• [Activity]:
Go through the entries below and tally the lines containing the string "React"; report only the tally.

• [Stored data]:
┄┄┄┄┄┄

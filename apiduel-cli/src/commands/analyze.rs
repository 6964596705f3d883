// SPDX-License-Identifier: Apache-2.0
// Copyright 2025 Rafael Mendes

//! `apiduel analyze` command - Statistical comparison and report rendering.

use std::path::Path;

use apiduel_core::{compare_scenario, Config, ResultsStore};

use crate::report;

pub async fn execute(
    config_path: Option<&Path>,
    file: Option<&Path>,
) -> Result<(), Box<dyn std::error::Error>> {
    let config = Config::load_or_default(config_path)?;
    let store = ResultsStore::new(&config.output_dir)?;

    let path = match file {
        Some(path) => path.to_path_buf(),
        None => store.latest()?,
    };

    run_analysis(&path, &config.output_dir)
}

/// Load an artifact, compare every scenario, and render the report.
///
/// A scenario whose comparison fails (insufficient or unpaired samples) is
/// reported and skipped; the analysis only fails when no scenario survives.
pub(crate) fn run_analysis(
    path: &Path,
    output_dir: &Path,
) -> Result<(), Box<dyn std::error::Error>> {
    println!("╔══════════════════════════════════════════════════════════╗");
    println!("║        STATISTICAL ANALYSIS: GraphQL vs REST             ║");
    println!("╚══════════════════════════════════════════════════════════╝");
    println!("Input: {}", path.display());

    let results = ResultsStore::load(path)?;

    let mut comparisons = Vec::with_capacity(results.len());
    for samples in &results {
        match compare_scenario(samples) {
            Ok(comparison) => {
                report::print_scenario_analysis(&comparison);
                comparisons.push(comparison);
            }
            Err(e) => {
                tracing::error!(scenario = %samples.scenario, error = %e, "skipping scenario");
                println!();
                println!("✗ {}: {}", samples.scenario, e);
            }
        }
    }

    if comparisons.is_empty() {
        return Err("no scenario could be analyzed".into());
    }

    println!();
    println!("SUMMARY");
    println!("{}", report::summary_table(&comparisons));

    let csv_path = output_dir.join("summary_results.csv");
    report::write_summary_csv(&csv_path, &comparisons)?;
    println!("✓ Summary table saved to: {}", csv_path.display());

    for chart in report::render_charts(output_dir, &comparisons)? {
        println!("✓ Chart saved to: {}", chart.display());
    }

    Ok(())
}
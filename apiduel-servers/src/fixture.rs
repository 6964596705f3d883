// SPDX-License-Identifier: Apache-2.0
// Copyright 2025 Rafael Mendes

//! Immutable in-memory dataset served by both demo APIs.
//!
//! Built once at startup and shared via `Arc`; nothing mutates it after
//! construction, so both servers can read it without coordination.

use serde::Serialize;

#[derive(Debug, Clone, Serialize)]
pub struct User {
    pub id: u32,
    pub name: String,
    pub email: String,
    pub age: u32,
    pub city: String,
    pub country: String,
}

#[derive(Debug, Clone, Serialize)]
pub struct Post {
    pub id: u32,
    pub user_id: u32,
    pub title: String,
    pub content: String,
    pub likes: u32,
}

#[derive(Debug, Clone, Serialize)]
pub struct Comment {
    pub id: u32,
    pub post_id: u32,
    pub author: String,
    pub text: String,
}

/// The fixed dataset: 5 users, 5 posts each, 100 comments cycling over
/// the posts.
#[derive(Debug)]
pub struct Fixture {
    users: Vec<User>,
    posts: Vec<Post>,
    comments: Vec<Comment>,
}

impl Fixture {
    /// Construct the demo dataset.
    pub fn seed() -> Self {
        let users = vec![
            user(1, "Alice Johnson", "alice@example.com", 28, "New York", "USA"),
            user(2, "Bob Smith", "bob@example.com", 35, "London", "UK"),
            user(3, "Carol White", "carol@example.com", 42, "Toronto", "Canada"),
            user(4, "David Brown", "david@example.com", 31, "Sydney", "Australia"),
            user(5, "Eve Davis", "eve@example.com", 26, "Berlin", "Germany"),
        ];

        let posts = vec![
            post(1, 1, "Getting Started with GraphQL", "GraphQL is amazing...", 42),
            post(2, 1, "REST vs GraphQL", "Let's compare...", 35),
            post(3, 1, "API Design Best Practices", "Here are some tips...", 58),
            post(4, 1, "Microservices Architecture", "Breaking down monoliths...", 67),
            post(5, 1, "Database Optimization", "Speed up your queries...", 44),
            post(6, 2, "Python for Beginners", "Start your journey...", 91),
            post(7, 2, "Advanced Python Techniques", "Level up your skills...", 73),
            post(8, 2, "Testing in Python", "Write better tests...", 52),
            post(9, 2, "Async Programming", "Master async/await...", 65),
            post(10, 2, "Data Science with Python", "Analyze your data...", 88),
            post(11, 3, "Web Security Fundamentals", "Protect your apps...", 102),
            post(12, 3, "OAuth 2.0 Explained", "Authentication done right...", 76),
            post(13, 3, "DevOps Best Practices", "CI/CD pipelines...", 84),
            post(14, 3, "Docker for Developers", "Containerize everything...", 95),
            post(15, 3, "Kubernetes Basics", "Orchestrate your containers...", 71),
            post(16, 4, "React Hooks Deep Dive", "Modern React patterns...", 108),
            post(17, 4, "State Management in React", "Redux vs Context...", 93),
            post(18, 4, "TypeScript for React", "Type safety matters...", 87),
            post(19, 4, "Next.js Guide", "Server-side rendering...", 79),
            post(20, 4, "Frontend Performance", "Optimize your apps...", 61),
            post(21, 5, "Machine Learning Intro", "AI for everyone...", 134),
            post(22, 5, "Neural Networks", "Deep learning basics...", 112),
            post(23, 5, "Natural Language Processing", "Text analysis...", 98),
            post(24, 5, "Computer Vision", "Image recognition...", 105),
            post(25, 5, "AI Ethics", "Responsible AI...", 89),
        ];

        let comments = (1..=100)
            .map(|i| Comment {
                id: i,
                post_id: (i % 25) + 1,
                author: format!("User{}", i % 10),
                text: format!("Great post! Comment {}", i),
            })
            .collect();

        Self {
            users,
            posts,
            comments,
        }
    }

    pub fn user_by_id(&self, user_id: u32) -> Option<User> {
        self.users.iter().find(|u| u.id == user_id).cloned()
    }

    pub fn all_users(&self) -> Vec<User> {
        self.users.clone()
    }

    pub fn posts_by_user(&self, user_id: u32, limit: Option<usize>) -> Vec<Post> {
        let posts = self.posts.iter().filter(|p| p.user_id == user_id).cloned();
        match limit {
            Some(limit) => posts.take(limit).collect(),
            None => posts.collect(),
        }
    }

    pub fn comments_by_post(&self, post_id: u32, limit: Option<usize>) -> Vec<Comment> {
        let comments = self
            .comments
            .iter()
            .filter(|c| c.post_id == post_id)
            .cloned();
        match limit {
            Some(limit) => comments.take(limit).collect(),
            None => comments.collect(),
        }
    }
}

fn user(id: u32, name: &str, email: &str, age: u32, city: &str, country: &str) -> User {
    User {
        id,
        name: name.to_string(),
        email: email.to_string(),
        age,
        city: city.to_string(),
        country: country.to_string(),
    }
}

fn post(id: u32, user_id: u32, title: &str, content: &str, likes: u32) -> Post {
    Post {
        id,
        user_id,
        title: title.to_string(),
        content: content.to_string(),
        likes,
    }
}
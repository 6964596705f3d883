// SPDX-License-Identifier: Apache-2.0
// Copyright 2025 Rafael Mendes

//! Paired measurement sampler.
//!
//! Issues repeated paired requests (one REST, one GraphQL) per scenario,
//! recording elapsed time and raw body length for each trial. A warm-up
//! phase precedes measurement; its results are discarded.

use std::time::Instant;

use reqwest::Client;
use serde::Serialize;
use serde_json::Value;

use crate::error::{BenchError, BenchResult};
use crate::results::ScenarioSamples;
use crate::scenario::Scenario;
use crate::types::{ApiStyle, Trial};

/// Progress line frequency during a scenario run.
const PROGRESS_EVERY: u32 = 20;

#[derive(Serialize)]
struct GraphqlPayload<'a> {
    query: &'a str,
    #[serde(skip_serializing_if = "Option::is_none")]
    variables: Option<&'a Value>,
}

/// Measurement client for one pair of REST/GraphQL endpoints.
///
/// Requests are issued strictly sequentially; the one `reqwest::Client` is
/// reused across the whole run so connection reuse is warmed up once.
pub struct Sampler {
    client: Client,
    rest_base: String,
    graphql_url: String,
}

impl Sampler {
    pub fn new(rest_base: impl Into<String>, graphql_url: impl Into<String>) -> BenchResult<Self> {
        let client = Client::builder()
            .build()
            .map_err(|e| BenchError::ClientBuild {
                reason: e.to_string(),
            })?;
        Ok(Self {
            client,
            rest_base: rest_base.into(),
            graphql_url: graphql_url.into(),
        })
    }

    /// Throwaway paired requests to avoid skew from cold caches and
    /// connection setup. Failures here are ignored.
    pub async fn warmup(&self, repetitions: u32) {
        println!("Warming up ({} repetitions)...", repetitions);
        for _ in 0..repetitions {
            let _ = self.measure_rest("/api/users/1").await;
            let _ = self
                .measure_graphql("{ user(id: 1) { name } }", None)
                .await;
        }
    }

    /// Time and size one REST request. Non-2xx status is a failure.
    pub async fn measure_rest(&self, path: &str) -> BenchResult<Trial> {
        let url = format!("{}{}", self.rest_base, path);

        let start = Instant::now();
        let response = self
            .client
            .get(&url)
            .send()
            .await
            .map_err(|e| BenchError::Request {
                url: url.clone(),
                reason: e.to_string(),
            })?;

        let status = response.status();
        if !status.is_success() {
            return Err(BenchError::HttpStatus {
                url,
                status: status.as_u16(),
            });
        }

        let body = response.bytes().await.map_err(|e| BenchError::Request {
            url,
            reason: e.to_string(),
        })?;
        let elapsed_ms = start.elapsed().as_secs_f64() * 1000.0;

        Ok(Trial {
            elapsed_ms,
            size_bytes: body.len() as u64,
        })
    }

    /// Time and size one GraphQL request.
    pub async fn measure_graphql(
        &self,
        query: &str,
        variables: Option<&Value>,
    ) -> BenchResult<Trial> {
        let payload = GraphqlPayload { query, variables };

        let start = Instant::now();
        let response = self
            .client
            .post(&self.graphql_url)
            .json(&payload)
            .send()
            .await
            .map_err(|e| BenchError::Request {
                url: self.graphql_url.clone(),
                reason: e.to_string(),
            })?;

        let status = response.status();
        if !status.is_success() {
            return Err(BenchError::HttpStatus {
                url: self.graphql_url.clone(),
                status: status.as_u16(),
            });
        }

        let body = response.bytes().await.map_err(|e| BenchError::Request {
            url: self.graphql_url.clone(),
            reason: e.to_string(),
        })?;
        let elapsed_ms = start.elapsed().as_secs_f64() * 1000.0;

        Ok(Trial {
            elapsed_ms,
            size_bytes: body.len() as u64,
        })
    }

    /// Execute N paired repetitions of one scenario.
    ///
    /// A failed request is logged and that repetition's sample for the
    /// failing side is omitted; the other side still records its trial, so
    /// asymmetric failures can leave the two sample lists with unequal
    /// lengths.
    pub async fn run_scenario(&self, scenario: &Scenario, repetitions: u32) -> ScenarioSamples {
        println!(
            "=== Scenario: {} ({} repetitions) ===",
            scenario.name, repetitions
        );

        let mut samples = ScenarioSamples::new(scenario.name.clone());

        for i in 0..repetitions {
            match self.measure_rest(&scenario.rest_path).await {
                Ok(trial) => samples.rest.push(trial),
                Err(e) => tracing::warn!(
                    scenario = %scenario.name,
                    style = %ApiStyle::Rest,
                    repetition = i,
                    error = %e,
                    "dropping failed trial"
                ),
            }

            match self
                .measure_graphql(&scenario.graphql_query, scenario.variables.as_ref())
                .await
            {
                Ok(trial) => samples.graphql.push(trial),
                Err(e) => tracing::warn!(
                    scenario = %scenario.name,
                    style = %ApiStyle::Graphql,
                    repetition = i,
                    error = %e,
                    "dropping failed trial"
                ),
            }

            if (i + 1) % PROGRESS_EVERY == 0 {
                println!("  progress: {}/{}", i + 1, repetitions);
            }
        }

        println!(
            "  ✓ {} ({} rest / {} graphql samples)",
            scenario.name,
            samples.rest.len(),
            samples.graphql.len()
        );

        samples
    }
}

┄┄┄┄┄┄

• [Answer space]:
3